Dans un second temps, quand vous vous sentirez prêts, vous pourrez revenir dans les magasins et faire encore plus d’économies… nous allons voir maintenant comment.

- Vérifiez le prix au kilo, mais ayez également du discernement : à poids égal, prenez le produit le moins cher au kilo. Si vous avez un doute sur la qualité, nous verrons ce point dans le paragraphe suivant. En regardant systématiquement le poids au kilo, on s’aperçoit de choses étonnantes… les produits les moins chers ne sont pas toujours ceux qu’on pense. Parfois on se dit que les plus petits conditionnements sont plus chers au kilo, et parfois c’est faux ! Cependant, quand le prix descend à mesure que la taille du conditionnement augmente, dites-vous que si vous en prenez plus pour obtenir un prix au kilo plus intéressant, mais qu’une partie dudit produit ne sera pas mangé, l’économie ne sera pas valide : gâcher, ce n’est pas économiser.

- Réfléchissez sur la notion de qualité du produit : souvent, on ne prend pas le produit le moins cher au kilo, de la marque discount de l’enseigne parce qu’on veut « un minimum de qualité ». Sachez que dans une grande surface il n’y a que très peu de produits alimentaires de réelle qualité. 9 fois sur 10, la marque vous fait payer plus cher un produit à peine meilleur pour la santé, voire juste identiques. Et plus la marque est prestigieuse, plus elle vous fait payer cher… mais n’ayez aucune illusion, sucres et sels ajoutés, OGM, additifs, mauvaises graisses et huiles de palme sont presque toujours au menu. Si vous souhaitez de la qualité, alors, allez faire un tour en biocoop. Savez-vous que le sucre blanc, que l’on prend tous pour un produit de base, est en réalité un produit transformé qui s’avère être très mauvais pour votre santé, pour votre peau et pour votre poids ? C’est ce qu’on appelle une calorie vide : il ne vous apporte aucun autre bienfait que ces calories qui sont, du fait de la réponse de votre système hormonal au type de sucre, immédiatement stockées. Et ne vous rabattez pas sur le sucre roux ou la cassonnade, celle de grande surface n'est rien d'autre que du sucre blanc coloré. Alors que le sucre complet, non raffiné, non seulement provoque une réponse hormonale moindre, mais apporte en plus des minéraux et oligo-éléments qui, entre autres, renforcent le système immunitaire. Ce sucre complet, c’EST un produit de qualité. Le sucre blanc, même de marque, ne le sera JAMAIS. Mais je vous met au défi de trouver du sucre complet dans une grande surface lambda.

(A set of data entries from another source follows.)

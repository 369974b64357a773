/// Purchasable points packages.
use serde::Serialize;

#[derive(Debug, Clone, Copy, PartialEq, Eq, Serialize)]
pub struct PointsPlan {
    pub id: &'static str,
    pub name: &'static str,
    /// Price in whole rupees. Zero for plans priced on request.
    pub price: u64,
    pub points: u64,
    pub bonus_points: u64,
    pub popular: bool,
    pub description: &'static str,
    /// Price-per-point tag shown next to the plan.
    pub value: &'static str,
    pub stripe_price_id: Option<&'static str>,
}

pub const POINTS_PLANS: [PointsPlan; 3] = [
    PointsPlan {
        id: "basic",
        name: "Basic Package",
        price: 1000,
        points: 700,
        bonus_points: 0,
        popular: false,
        description: "Perfect for small projects",
        value: "₹1.43 per point",
        stripe_price_id: Some("price_basic_points"),
    },
    PointsPlan {
        id: "professional",
        name: "Professional Package",
        price: 2500,
        points: 1800,
        bonus_points: 200,
        popular: true,
        description: "Best value for designers",
        value: "Best Value - ₹1.25 per point",
        stripe_price_id: Some("price_professional_points"),
    },
    PointsPlan {
        id: "enterprise",
        name: "Enterprise Package",
        price: 0,
        points: 0,
        bonus_points: 0,
        popular: false,
        description: "Custom pricing for large teams",
        value: "Contact for pricing",
        stripe_price_id: None,
    },
];

pub fn plan_by_id(id: &str) -> Option<&'static PointsPlan> {
    POINTS_PLANS.iter().find(|plan| plan.id == id)
}

impl PointsPlan {
    /// Points credited on purchase, bonus included.
    pub fn total_points(&self) -> u64 {
        self.points + self.bonus_points
    }

    /// Whether the plan is sold through checkout rather than by contact.
    pub fn is_self_serve(&self) -> bool {
        self.stripe_price_id.is_some() && self.price > 0
    }

    pub fn points_per_rupee(&self) -> Option<f64> {
        (self.price > 0).then(|| self.total_points() as f64 / self.price as f64)
    }

    pub fn rupees_per_point(&self) -> Option<f64> {
        let total = self.total_points();
        (total > 0).then(|| self.price as f64 / total as f64)
    }

    /// How much cheaper a point gets once the bonus is counted, compared
    /// with the base points alone, in whole percent. `None` for plans
    /// without base points.
    pub fn savings_percent(&self) -> Option<u32> {
        if self.points == 0 {
            return None;
        }
        if self.price == 0 {
            return Some(0);
        }
        let base_price = self.price as f64 / self.points as f64;
        let with_bonus = self.price as f64 / self.total_points() as f64;
        Some(((base_price - with_bonus) / base_price * 100.0).round() as u32)
    }
}

#[cfg(test)]
mod tests {
    use super::*;

    #[test]
    fn test_plan_lookup() {
        let basic = plan_by_id("basic").unwrap();
        assert_eq!(basic.total_points(), 700);
        assert!(basic.is_self_serve());

        let pro = plan_by_id("professional").unwrap();
        assert_eq!(pro.total_points(), 2000);
        assert!(pro.popular);

        let enterprise = plan_by_id("enterprise").unwrap();
        assert!(!enterprise.is_self_serve());
        assert!(enterprise.points_per_rupee().is_none());

        assert!(plan_by_id("gold").is_none());
    }

    #[test]
    fn test_unit_prices() {
        let basic = plan_by_id("basic").unwrap();
        let pro = plan_by_id("professional").unwrap();
        assert!((basic.rupees_per_point().unwrap() - 1.4286).abs() < 0.001);
        assert!((pro.rupees_per_point().unwrap() - 1.25).abs() < f64::EPSILON);
        assert!((pro.points_per_rupee().unwrap() - 0.8).abs() < f64::EPSILON);
    }

    #[test]
    fn test_savings_percent() {
        assert_eq!(plan_by_id("professional").unwrap().savings_percent(), Some(10));
        assert_eq!(plan_by_id("basic").unwrap().savings_percent(), Some(0));
        assert_eq!(plan_by_id("enterprise").unwrap().savings_percent(), None);

        let free_bonus = PointsPlan {
            price: 0,
            points: 10,
            bonus_points: 5,
            ..POINTS_PLANS[0]
        };
        assert_eq!(free_bonus.savings_percent(), Some(0));
    }

    #[test]
    fn test_plan_texts() {
        let basic = plan_by_id("basic").unwrap();
        assert_eq!(basic.description, "Perfect for small projects");
        assert_eq!(basic.value, "₹1.43 per point");

        let enterprise = plan_by_id("enterprise").unwrap();
        assert_eq!(enterprise.name, "Enterprise Package");
        assert_eq!(enterprise.description, "Custom pricing for large teams");
        assert_eq!(enterprise.value, "Contact for pricing");
    }
}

Je pourrais vous faire une démonstration analogue en ce qui concerne la farine blanche : que l’on prenne du Francine ou du éco+, c’est le même MAUVAIS produit, dans un cas vous payez plus cher car c’est une marque de renom. Le vrai produit de qualité, c’est la farine complète, c’est-à-dire qui n’a pas perdu ses propriétés lors de son raffinement.

Quand vous êtes dans un supermarché ordinaire, ne perdez jamais de vue que la qualité n’est pas fonction du prix. Très honnêtement, ne vous donnez plus cette excuse pour dépenser plus : pour la plupart des produits, si comme moi vous n’avez pas d’autre choix que de faire vos courses dans un supermarché classique, prenez les aliments les moins chers au kilo : vous ferez des vraies économies et la qualité de vos produits ne sera pas aussi moindre que vous pouvez l’imaginer (plus exactement, payer plus cher ne vous garantira jamais une augmentation significative de la qualité du produit en grande surface). Les pâtes par exemple. Les premiers prix ne sont pas moins bonnes que les Lustucru… ni en gout, et encore moins pour la santé. C’est dans votre tête, car ces pâtes sont souvent confectionnées dans les mêmes usines… seul le packaging change.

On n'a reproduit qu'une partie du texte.